Component description |
Values |
---|---|
iparm[0] specifies a criterion for treating singular values as zeros |
If iparm[0]=-1, default iparm values (iparm[0-2]=0, iparm[3]=1) are used If iparm[0]=0*, the truncated SVD is computed with the help of the input array irank If iparm[0]=1, the truncated SVD is computed using the parameter tolerance If iparm[0]=2, the truncated SVD is computed using the effective rank. The effective rank is determined by treating as zero those singular values that are less than the user-defined tolerance times the largest singular value |
iparm[1] specifies option for computing singular vectors |
If iparm[1]=0*, both singular values and singular vectors are computed If iparm[1]=1, only singular values are computed |
iparm[2] specifies type of returned SVD decomposition |
If iparm[2]=0*, the truncated SVD as a product of three matrices Ai = Ui * Si * ViT is computed. If iparm[2]=1, the truncated as as a low rank product Ai = Pi * Qi is computed. |
iparm[3] specifies option for computing the residual vector |
If iparm[2]=0, the residual vector is not computed If iparm[2]=1*, the residual vector is computed |
- irank
-
If iparm[0]=0 or iparm[0]=-1, element irank[i] specifies the number of singular values and/or singular vectors to be computed in Ui, ViTand Si for each matrix Ai.
- m
-
The number of rows in the matrices Ai.
- n
-
The number of columns in the matrices Ai.
- a
-
Array holding input matrices Ai.
- lda
-
The leading dimension of a. Must be at least max(1, m).
- stride_a
-
The stride between the beginnings of matrices Ai inside the batch array a. Must be at least max(1, lda * n).
- stride_s
-
The stride between the beginnings of arrays Si inside the array s. Must be at least min(m,n).
- ldu
-
The leading dimension of Ui. Must be at least max(1, m).
- stride_u
-
The stride between the beginnings of matrices Ui inside the batch array u. Must be at least max(1, ldu * m).
- ldvt
-
The leading dimension of ViT . Must be at least max(1, n).
- stride_vt
-
The stride between the beginnings of matrices ViTinside the batch array vt. Must be at least max(1, ldvt * n).
- tolerance
-
Specifies the tolerance threshold.

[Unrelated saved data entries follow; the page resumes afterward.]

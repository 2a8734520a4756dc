use super::{visit_elements, Transform, Visit};
use crate::dom::HtmlNode;
use crate::error::ExportError;
use crate::export::ExportOptions;
use cyclenotes_document::markers;

/// Checklist wrappers that ended up directly inside `<ul>`/`<ol>` become
/// `<li>` so the list stays valid HTML
#[derive(Debug)]
pub struct ListRepair;

impl Transform for ListRepair {
    fn name(&self) -> &'static str {
        "list-repair"
    }

    fn apply(&self, nodes: &mut [HtmlNode], _options: &ExportOptions) -> Result<usize, ExportError> {
        let mut count = 0;
        visit_elements(nodes, None, &mut |node, parent| {
            let in_list = matches!(parent, Some(tag) if tag.eq_ignore_ascii_case("ul") || tag.eq_ignore_ascii_case("ol"));
            if let HtmlNode::Element(element) = node {
                if in_list && element.is("div") && element.has_class(markers::CHECKLIST_ITEM_CLASS) {
                    element.tag = "li".to_string();
                    count += 1;
                }
            }
            Ok(Visit::Descend)
        })?;
        Ok(count)
    }
}
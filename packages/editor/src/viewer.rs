//! Read-only display of a persisted note.
//!
//! Static HTML when the export succeeds; otherwise the resolved document is
//! shown in a read-only editor together with the attribution summary and the
//! raw payload.

use crate::recovery::{resolve, PayloadSource, ResolveOptions};
use cyclenotes_compiler_html::{
    export_static, AttributionSummary, ExportOptions, ExportOutcome, StaticExport,
};
use cyclenotes_document::{serialize, Document};
use tracing::warn;

pub const DEFAULT_EMPTY_MESSAGE: &str = "No notes yet. Click 'Add Notes' to get started.";
pub const FALLBACK_NOTICE: &str =
    "These notes could not be rendered as static HTML and are shown read-only.";

#[derive(Debug, Clone)]
pub struct ViewerOptions {
    pub empty_message: String,
    pub export: ExportOptions,
    pub resolve: ResolveOptions,
}

impl Default for ViewerOptions {
    fn default() -> Self {
        Self {
            empty_message: DEFAULT_EMPTY_MESSAGE.to_string(),
            export: ExportOptions::default(),
            resolve: ResolveOptions::default(),
        }
    }
}

#[derive(Debug)]
pub enum DisplayState {
    Empty {
        message: String,
    },
    Static(StaticExport),
    Fallback {
        notice: String,
        document: Document,
        attributions_summary: Vec<AttributionSummary>,
        raw: String,
    },
}

/// Decide how a stored note is displayed
pub fn display(initial_value: &str, options: &ViewerOptions) -> DisplayState {
    let state = resolve(initial_value, &options.resolve);
    if state.source == PayloadSource::Empty {
        return DisplayState::Empty {
            message: options.empty_message.clone(),
        };
    }

    // Legacy payloads are exported from their recovered form
    let canonical = if state.source == PayloadSource::Canonical {
        initial_value.to_string()
    } else {
        match serialize(&state.document) {
            Ok(json) => json,
            Err(err) => {
                warn!(error = %err, "Cannot serialize recovered note");
                return fallback(state.document, Vec::new(), initial_value);
            }
        }
    };

    match export_static(&canonical, &options.export) {
        ExportOutcome::Exported(export) => DisplayState::Static(export),
        ExportOutcome::Fallback(fallback_state) => fallback(
            state.document,
            fallback_state.attributions_summary,
            initial_value,
        ),
    }
}

fn fallback(
    document: Document,
    attributions_summary: Vec<AttributionSummary>,
    raw: &str,
) -> DisplayState {
    DisplayState::Fallback {
        notice: FALLBACK_NOTICE.to_string(),
        document,
        attributions_summary,
        raw: raw.to_string(),
    }
}

#[cfg(test)]
mod tests {
    use super::*;

    #[test]
    fn test_empty_payload_shows_message_not_template() {
        match display("", &ViewerOptions::default()) {
            DisplayState::Empty { message } => {
                assert_eq!(message, "No notes yet. Click 'Add Notes' to get started.")
            }
            other => panic!("expected empty state, got {:?}", other),
        }
    }

    #[test]
    fn test_plain_text_is_exported() {
        match display("Check spoke tension", &ViewerOptions::default()) {
            DisplayState::Static(export) => {
                assert!(export.html.contains("<p>Check spoke tension</p>"))
            }
            other => panic!("expected static export, got {:?}", other),
        }
    }

    #[test]
    fn test_canonical_payload_is_exported_as_is() {
        let raw = r#"{"root":{"type":"root","children":[{"type":"quote","children":[{"type":"text","text":"Q"}]}]}}"#;
        match display(raw, &ViewerOptions::default()) {
            DisplayState::Static(export) => {
                assert!(export.html.contains(r#"<blockquote class="notes-quote">Q</blockquote>"#));
                assert!(export.html.contains(raw));
            }
            other => panic!("expected static export, got {:?}", other),
        }
    }
}
#[cfg(test)]
mod tests {
    use super::*;

    #[test]
    fn test_vote_toggle_is_membership_flip() {
        let mut poll = Poll::new(
            "Which tire?",
            vec![PollOption::new("a", "Gravel"), PollOption::new("b", "Road")],
        );

        assert_eq!(poll.toggle_vote("a", "u1"), Some(true));
        assert_eq!(poll.option("a").unwrap().vote_count(), 1);

        assert_eq!(poll.toggle_vote("a", "u1"), Some(false));
        assert_eq!(poll.option("a").unwrap().vote_count(), 0);
        assert!(poll.option("a").unwrap().votes.is_empty());

        assert_eq!(poll.toggle_vote("missing", "u1"), None);
    }

    #[test]
    fn test_vote_count_tracks_set() {
        let mut option = PollOption::new("a", "Yes");
        option.toggle_vote("u1");
        option.toggle_vote("u2");
        option.toggle_vote("u1");

        assert_eq!(option.vote_count(), option.votes.len());
        assert!(option.has_voted("u2"));
        assert!(!option.has_voted("u1"));
    }

    #[test]
    fn test_text_style_round_trip() {
        let style = TextStyle::parse("font-size: 15px; color: #ff0000; background-color: yellow;");

        assert_eq!(style.font_size.as_deref(), Some("15px"));
        assert_eq!(style.color.as_deref(), Some("#ff0000"));
        assert_eq!(TextStyle::parse(&style.to_css()), style);
    }

    #[test]
    fn test_text_content_and_find() {
        let paragraph = Node::paragraph(vec![
            Node::text("Call "),
            Node::mention("Sam"),
            Node::text(" about "),
            Node::hashtag("brakes"),
        ]);

        assert_eq!(paragraph.text_content(), "Call @Sam about #brakes");
        assert!(paragraph.find(&NodeKey::from("missing")).is_none());
    }

    #[test]
    fn test_content_eq_ignores_keys() {
        let mut left = Node::paragraph(vec![Node::text("a")]);
        let right = Node::paragraph(vec![Node::text("a")]);
        left.key = NodeKey::from("x-1");

        assert!(left.content_eq(&right));
        assert!(!left.content_eq(&Node::paragraph(vec![Node::text("b")])));
        assert!(!left.content_eq(&Node::quote(vec![Node::text("a")])));
    }

    #[test]
    fn test_format_flags() {
        let mut format = TextFormat::default().with(TextFormat::BOLD);
        assert!(format.contains(TextFormat::BOLD));
        format.toggle(TextFormat::BOLD);
        format.toggle(TextFormat::UNDERLINE);
        assert!(!format.contains(TextFormat::BOLD));
        assert!(format.contains(TextFormat::UNDERLINE));
    }
}
mod commands;
mod config;

use clap::{Parser, Subcommand};
use colored::Colorize;
use commands::{
    append, export, hydrate, init, resolve, AppendArgs, ExportArgs, HydrateArgs, InitArgs,
    ResolveArgs,
};
use tracing_subscriber::EnvFilter;

/// Cyclenotes CLI - attributed transaction notes
#[derive(Parser, Debug)]
#[command(name = "cyclenotes")]
#[command(author, version, about, long_about = None)]
struct Cli {
    /// Log recovery and export decisions
    #[arg(short, long, global = true)]
    verbose: bool,

    #[command(subcommand)]
    command: Command,
}

#[derive(Subcommand, Debug)]
enum Command {
    /// Write a default cyclenotes.config.json
    Init(InitArgs),

    /// Resolve a stored payload into canonical JSON
    Resolve(ResolveArgs),

    /// Export a stored note as static HTML
    Export(ExportArgs),

    /// Hydrate poll widgets in exported HTML
    Hydrate(HydrateArgs),

    /// Append an attributed paragraph and save the note
    Append(AppendArgs),
}

fn main() {
    let cli = Cli::parse();

    let default_level = if cli.verbose { "info" } else { "warn" };
    tracing_subscriber::fmt()
        .with_writer(std::io::stderr)
        .with_env_filter(
            EnvFilter::try_from_default_env().unwrap_or_else(|_| EnvFilter::new(default_level)),
        )
        .init();

    let cwd = match std::env::current_dir() {
        Ok(dir) => dir.display().to_string(),
        Err(err) => {
            eprintln!("{} Cannot get current directory: {}", "Error:".red().bold(), err);
            std::process::exit(1);
        }
    };

    let result = match cli.command {
        Command::Init(args) => init(args, &cwd),
        Command::Resolve(args) => resolve(args, &cwd),
        Command::Export(args) => export(args, &cwd),
        Command::Hydrate(args) => hydrate(args, &cwd),
        Command::Append(args) => append(args, &cwd),
    };

    if let Err(err) = result {
        eprintln!();
        eprintln!("{} {}", "Error:".red().bold(), err);
        eprintln!();
        std::process::exit(1);
    }
}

It is only used for computing truncated SVD in the cases of iparm[0]=1 and iparm[0]=2. Not used otherwise.
- batch_size
-
The number of problems in a batch.
- scratchpad
-
Scratchpad memory to be used by routine for storing intermediate results.
- scratchpad_size
-
Size of scratchpad memory as a number of floating point elements of type T. Size should not be less than the value returned by gesvda_batch_scratchpad_size (Strided Version) function.
Output Parameters
- irank
-
If iparm[0]=-1 or iparm[0]=0, element irank[i] is the number of computed singular values and/or singular vectors for matrix Ai.
- a
-
Unchanged on exit, if the residual vector is not required. Otherwise contains the residual matrix
Ai - Ui * Si * ViTif iparm[2]=0,
Ai - Pi * Qi if iparm[2]=1.
- s
-
Array of size min(m,n)*batch_size to store batch of singular values Si.
- u
-
u is array of size at least stride_u*batch_size to store batch of Ui if iparm[2]=0, or to store batch of Pi if iparm[2]=1.
- vt
-
vt is array of size at least stride_vt*batch_size to store batch of ViTif iparm[2]=0, or to store batch of Qi if iparm[2]=1.
- residual
-
Array of dimension batch_size. If iparm[3]=1, residual[i] is the Frobenius norm of the matrix:
|| Ai - Ui * Si * ViT ||
if iparm[2]=0, and
|| Ai - Pi * Qi ||
if iparm[2]=1.
Exceptions
Exception |
Description |
---|---|
mkl::lapack::batch_exception |
This exception is thrown when problems occur during calculations. You can obtain the info code of the problem using the info() method of the exception object: If info = -n, the n-th parameter had an illegal value. If info = 1, an internal memory allocation failed. If info = 2, an input parameter contains an invalid value. If info = 3, an error in algorithm while computing singular values . If info = 4, the routine encountered an empty structure or matrix array. |
Return Values
Output event to wait on to ensure computation is complete.